Cdc37p is required for stress-induced high-osmolarity glycerol and protein kinase C mitogen-activated protein kinase pathway functionality by interaction with Hog1p and Slt2p (Mpk1p)

Patricija Hawle, Danielle Horst, Jan Paul Bebelman, Xiao Xian Yang, Marco Siderius, Saskia M van der Vies
Eukaryotic Cell 2007, 6 (3): 521-32
The yeast Saccharomyces cerevisiae utilizes rapidly responding mitogen-activated protein kinase (MAPK) signaling cascades to adapt efficiently to a changing environment. Here we report that phosphorylation of Cdc37p, an Hsp90 cochaperone, by casein kinase 2 controls the functionality of two MAPK cascades in yeast. These pathways, the high-osmolarity glycerol (HOG) pathway and the cell integrity (protein kinase C) MAPK pathway, mediate adaptive responses to high osmotic and cell wall stresses, respectively. Mutation of the phosphorylation site Ser14 in Cdc37p renders cells sensitive to osmotic stress and cell wall perturbation by calcofluor white. We found that levels of the MAPKs Hog1p and Slt2p (Mpk1p) in cells are reduced in a cdc37-S14A mutant, and consequently downstream responses mediated by Hog1p and Slt2p are compromised.

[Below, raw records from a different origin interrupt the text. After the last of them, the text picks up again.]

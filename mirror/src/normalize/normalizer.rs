use tracing::{debug, info};

use crate::error::MirrorResult;
use crate::failpoints::{NORMALIZE_BEFORE_MERGE, mirror_fail_point};
use crate::normalize::build_merge_plans;
use crate::schema::SchemaRegistry;
use crate::store::merge::MergeStore;
use crate::store::metadata::MetadataStore;
use crate::store::raw_log::RawLogStore;
use crate::types::{NormalizeOutcome, TableName};

/// Folds the pending raw log window of one job into its destination tables.
///
/// Only one normalizer may run per job at a time, since two runs would race on the normalize
/// cursor. Runs for different jobs are independent.
#[derive(Debug, Clone)]
pub struct Normalizer<S> {
    job_name: String,
    store: S,
    schemas: SchemaRegistry,
}

impl<S> Normalizer<S>
where
    S: MetadataStore + RawLogStore + MergeStore,
{
    pub fn new(job_name: impl Into<String>, store: S, schemas: SchemaRegistry) -> Self {
        Self {
            job_name: job_name.into(),
            store,
            schemas,
        }
    }

    pub fn job_name(&self) -> &str {
        &self.job_name
    }

    /// Creates every registered destination table that is missing.
    ///
    /// Returns, per table, whether it already existed.
    pub async fn setup_destination_tables(&self) -> MirrorResult<Vec<(TableName, bool)>> {
        let mut tables = Vec::with_capacity(self.schemas.len());
        for schema in self.schemas.tables() {
            let existed = self.store.setup_normalized_table(schema).await?;
            info!(
                job_name = %self.job_name,
                table = %schema.name,
                existed,
                "destination table ready"
            );
            tables.push((schema.name.clone(), existed));
        }
        tables.sort();

        Ok(tables)
    }

    /// Merges the window `(normalize_batch_id, sync_batch_id]` and moves the normalize cursor
    /// to `sync_batch_id`.
    ///
    /// Any failure leaves the cursor where it was, so the same window is merged again on the
    /// next call. Merging a window twice yields the same destination state.
    pub async fn normalize(&self) -> MirrorResult<NormalizeOutcome> {
        let cursors = self.store.get_cursors(&self.job_name).await?;
        let Some(window) = cursors.pending_window()? else {
            debug!(
                job_name = %self.job_name,
                batch_id = cursors.sync_batch_id,
                "nothing to normalize"
            );
            return Ok(NormalizeOutcome::UpToDate {
                batch_id: cursors.sync_batch_id,
            });
        };

        info!(job_name = %self.job_name, %window, "normalizing window");

        let groups = self
            .store
            .window_unchanged_groups(&self.job_name, window)
            .await?;
        let plans = build_merge_plans(groups, &self.schemas)?;

        if plans.is_empty() {
            // The window holds no rows, only the cursor has to move.
            self.store
                .record_normalize(&self.job_name, window.up_to())
                .await?;

            return Ok(NormalizeOutcome::Applied {
                window,
                tables: vec![],
                rows_affected: 0,
            });
        }

        mirror_fail_point(NORMALIZE_BEFORE_MERGE)?;

        let rows_affected = self
            .store
            .merge_window(&self.job_name, window, &plans)
            .await?;
        let tables = plans
            .iter()
            .map(|plan| plan.table().clone())
            .collect::<Vec<_>>();

        info!(
            job_name = %self.job_name,
            %window,
            tables = tables.len(),
            rows_affected,
            "window normalized"
        );

        Ok(NormalizeOutcome::Applied {
            window,
            tables,
            rows_affected,
        })
    }
}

Furthermore, we present evidence that Hog1p and Slt2p both interact in a complex with Cdc37p in vivo, something that has not been reported previously. The interaction of Hsp90, Slt2p, and Hog1p with Cdc37p depends on the phosphorylation status of Cdc37p. In fact, our biochemical data show that the osmosensitive phenotype of the cdc37-S14A mutant is due to the loss of the interaction between Cdc37p, Hog1p, and Hsp90. Likewise, during cell wall stress, the interaction of Slt2p with Cdc37p and Hsp90 is crucial for Slt2p-dependent downstream responses, such as the activation of the transcription factor Rlm1p. Interestingly, phosphorylated Slt2p, but not phosphorylated Hog1p, has an increased affinity for Cdc37p. Together these observations suggest that Cdc37p acts as a regulator of MAPK signaling.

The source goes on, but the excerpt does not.